### EXERCISE GOAL
The number needed is how many lines in these entries contain "derive"; give it alone.

Stored data:
◇ ◇ ◇ ◇

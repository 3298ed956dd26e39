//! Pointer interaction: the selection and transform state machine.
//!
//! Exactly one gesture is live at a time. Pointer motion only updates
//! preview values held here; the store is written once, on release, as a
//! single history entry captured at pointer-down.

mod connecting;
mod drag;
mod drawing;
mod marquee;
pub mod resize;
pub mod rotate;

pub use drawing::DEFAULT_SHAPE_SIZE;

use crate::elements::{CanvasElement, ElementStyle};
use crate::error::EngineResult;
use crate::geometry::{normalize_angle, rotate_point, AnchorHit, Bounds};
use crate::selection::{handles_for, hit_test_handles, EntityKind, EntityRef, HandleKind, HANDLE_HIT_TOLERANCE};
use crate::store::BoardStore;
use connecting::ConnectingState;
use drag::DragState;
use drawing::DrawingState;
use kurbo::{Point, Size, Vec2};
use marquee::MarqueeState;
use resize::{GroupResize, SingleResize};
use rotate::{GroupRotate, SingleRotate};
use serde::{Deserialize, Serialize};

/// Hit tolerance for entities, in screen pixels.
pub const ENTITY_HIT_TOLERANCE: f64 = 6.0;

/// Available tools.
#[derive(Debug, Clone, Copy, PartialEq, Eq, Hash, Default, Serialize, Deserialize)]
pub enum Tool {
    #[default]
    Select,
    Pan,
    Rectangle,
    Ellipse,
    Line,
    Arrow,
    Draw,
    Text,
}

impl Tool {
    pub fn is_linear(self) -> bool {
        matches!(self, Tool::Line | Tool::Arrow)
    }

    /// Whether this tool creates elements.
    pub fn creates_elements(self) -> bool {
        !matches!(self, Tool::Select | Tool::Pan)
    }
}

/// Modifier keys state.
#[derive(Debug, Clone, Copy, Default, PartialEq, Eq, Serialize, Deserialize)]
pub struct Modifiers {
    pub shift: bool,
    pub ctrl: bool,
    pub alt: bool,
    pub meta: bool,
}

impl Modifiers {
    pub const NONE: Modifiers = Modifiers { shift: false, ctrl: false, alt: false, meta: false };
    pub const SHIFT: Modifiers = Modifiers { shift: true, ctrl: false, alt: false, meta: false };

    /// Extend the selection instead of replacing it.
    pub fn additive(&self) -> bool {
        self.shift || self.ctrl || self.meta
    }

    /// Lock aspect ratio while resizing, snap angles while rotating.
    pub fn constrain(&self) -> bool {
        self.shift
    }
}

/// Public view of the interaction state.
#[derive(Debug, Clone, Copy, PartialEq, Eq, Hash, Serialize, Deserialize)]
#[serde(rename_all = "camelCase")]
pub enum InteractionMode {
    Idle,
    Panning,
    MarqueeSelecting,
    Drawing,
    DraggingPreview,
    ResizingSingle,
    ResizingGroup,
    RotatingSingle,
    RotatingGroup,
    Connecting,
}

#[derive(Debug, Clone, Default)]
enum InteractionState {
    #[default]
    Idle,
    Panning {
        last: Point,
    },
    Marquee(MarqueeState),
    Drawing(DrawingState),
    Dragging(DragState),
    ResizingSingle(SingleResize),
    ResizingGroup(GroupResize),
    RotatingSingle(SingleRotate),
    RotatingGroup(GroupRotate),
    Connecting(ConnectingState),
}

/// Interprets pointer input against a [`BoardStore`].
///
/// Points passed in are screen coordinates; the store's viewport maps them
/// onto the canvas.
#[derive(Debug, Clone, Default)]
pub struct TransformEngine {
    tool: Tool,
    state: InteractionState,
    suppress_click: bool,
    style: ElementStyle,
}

◇ ◇ ◇ ◇

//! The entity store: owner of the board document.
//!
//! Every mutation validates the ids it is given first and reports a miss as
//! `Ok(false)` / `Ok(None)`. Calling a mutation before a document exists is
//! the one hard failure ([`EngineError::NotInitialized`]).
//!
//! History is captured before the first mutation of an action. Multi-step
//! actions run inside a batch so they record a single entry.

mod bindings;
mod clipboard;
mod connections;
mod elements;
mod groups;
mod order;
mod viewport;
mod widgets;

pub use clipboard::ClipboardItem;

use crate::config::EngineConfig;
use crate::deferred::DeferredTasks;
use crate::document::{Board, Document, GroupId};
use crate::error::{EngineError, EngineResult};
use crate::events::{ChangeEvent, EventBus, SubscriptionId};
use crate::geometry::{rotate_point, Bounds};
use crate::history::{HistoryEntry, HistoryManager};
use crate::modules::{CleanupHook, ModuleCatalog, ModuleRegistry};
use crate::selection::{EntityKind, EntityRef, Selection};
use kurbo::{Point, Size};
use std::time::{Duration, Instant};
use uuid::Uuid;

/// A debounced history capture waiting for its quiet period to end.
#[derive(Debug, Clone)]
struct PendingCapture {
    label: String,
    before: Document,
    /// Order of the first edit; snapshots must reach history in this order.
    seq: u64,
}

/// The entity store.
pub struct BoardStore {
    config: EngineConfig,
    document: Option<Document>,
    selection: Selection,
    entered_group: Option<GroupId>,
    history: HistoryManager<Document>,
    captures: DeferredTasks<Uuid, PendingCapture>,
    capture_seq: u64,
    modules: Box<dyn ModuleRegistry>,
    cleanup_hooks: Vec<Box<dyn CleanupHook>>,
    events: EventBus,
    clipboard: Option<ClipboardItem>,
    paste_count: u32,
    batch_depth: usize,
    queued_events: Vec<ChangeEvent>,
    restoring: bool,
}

◇ ◇ ◇ ◇

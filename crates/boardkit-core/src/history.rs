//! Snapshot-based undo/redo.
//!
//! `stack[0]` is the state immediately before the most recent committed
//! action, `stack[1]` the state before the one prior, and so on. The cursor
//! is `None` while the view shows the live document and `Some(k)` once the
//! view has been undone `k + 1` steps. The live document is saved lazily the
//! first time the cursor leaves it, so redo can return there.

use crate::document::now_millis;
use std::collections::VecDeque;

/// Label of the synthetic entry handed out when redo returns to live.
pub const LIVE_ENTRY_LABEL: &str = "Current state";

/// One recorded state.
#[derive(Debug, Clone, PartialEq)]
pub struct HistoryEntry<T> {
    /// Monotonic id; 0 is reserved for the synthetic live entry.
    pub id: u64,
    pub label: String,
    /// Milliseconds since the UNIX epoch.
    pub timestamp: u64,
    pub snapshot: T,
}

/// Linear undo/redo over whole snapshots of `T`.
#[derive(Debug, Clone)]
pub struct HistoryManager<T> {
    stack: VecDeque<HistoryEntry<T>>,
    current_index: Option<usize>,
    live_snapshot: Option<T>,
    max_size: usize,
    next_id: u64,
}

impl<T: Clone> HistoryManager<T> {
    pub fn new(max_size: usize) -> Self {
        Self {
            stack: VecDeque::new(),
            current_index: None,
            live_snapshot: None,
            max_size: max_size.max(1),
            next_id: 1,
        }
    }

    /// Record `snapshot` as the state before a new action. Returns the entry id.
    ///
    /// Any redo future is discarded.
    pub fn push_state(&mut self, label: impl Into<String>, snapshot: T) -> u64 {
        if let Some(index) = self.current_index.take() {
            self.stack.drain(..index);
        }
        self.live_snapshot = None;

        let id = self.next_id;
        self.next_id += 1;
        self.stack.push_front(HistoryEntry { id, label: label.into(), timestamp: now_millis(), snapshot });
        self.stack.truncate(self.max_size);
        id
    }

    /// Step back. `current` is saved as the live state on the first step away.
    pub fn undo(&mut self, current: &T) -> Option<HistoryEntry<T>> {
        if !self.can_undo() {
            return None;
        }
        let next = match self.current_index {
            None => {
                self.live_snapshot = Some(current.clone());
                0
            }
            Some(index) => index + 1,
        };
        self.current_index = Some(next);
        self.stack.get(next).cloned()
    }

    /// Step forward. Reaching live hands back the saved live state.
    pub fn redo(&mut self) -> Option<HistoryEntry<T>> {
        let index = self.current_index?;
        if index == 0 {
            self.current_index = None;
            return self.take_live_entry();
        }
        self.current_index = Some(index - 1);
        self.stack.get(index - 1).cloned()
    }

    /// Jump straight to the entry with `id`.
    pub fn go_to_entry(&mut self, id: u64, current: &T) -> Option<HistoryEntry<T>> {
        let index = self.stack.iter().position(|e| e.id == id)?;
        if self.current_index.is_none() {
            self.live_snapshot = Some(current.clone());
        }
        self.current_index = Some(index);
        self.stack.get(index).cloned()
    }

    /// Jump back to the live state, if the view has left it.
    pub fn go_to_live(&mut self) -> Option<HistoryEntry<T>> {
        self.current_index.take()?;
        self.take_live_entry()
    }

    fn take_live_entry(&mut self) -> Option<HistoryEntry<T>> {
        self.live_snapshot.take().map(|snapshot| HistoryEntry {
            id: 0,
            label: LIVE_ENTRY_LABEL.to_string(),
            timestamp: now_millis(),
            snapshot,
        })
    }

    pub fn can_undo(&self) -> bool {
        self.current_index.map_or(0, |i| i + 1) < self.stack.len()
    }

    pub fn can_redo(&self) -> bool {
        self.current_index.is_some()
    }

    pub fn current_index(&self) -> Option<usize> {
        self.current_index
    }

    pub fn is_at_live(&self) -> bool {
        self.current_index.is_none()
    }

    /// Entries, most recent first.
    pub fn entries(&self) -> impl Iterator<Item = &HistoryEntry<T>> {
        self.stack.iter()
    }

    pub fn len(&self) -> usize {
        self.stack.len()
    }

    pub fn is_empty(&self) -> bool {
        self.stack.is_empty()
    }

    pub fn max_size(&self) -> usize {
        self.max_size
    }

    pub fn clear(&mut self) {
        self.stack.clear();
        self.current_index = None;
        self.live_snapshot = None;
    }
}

◇ ◇ ◇ ◇

### TASK SOLUTION
8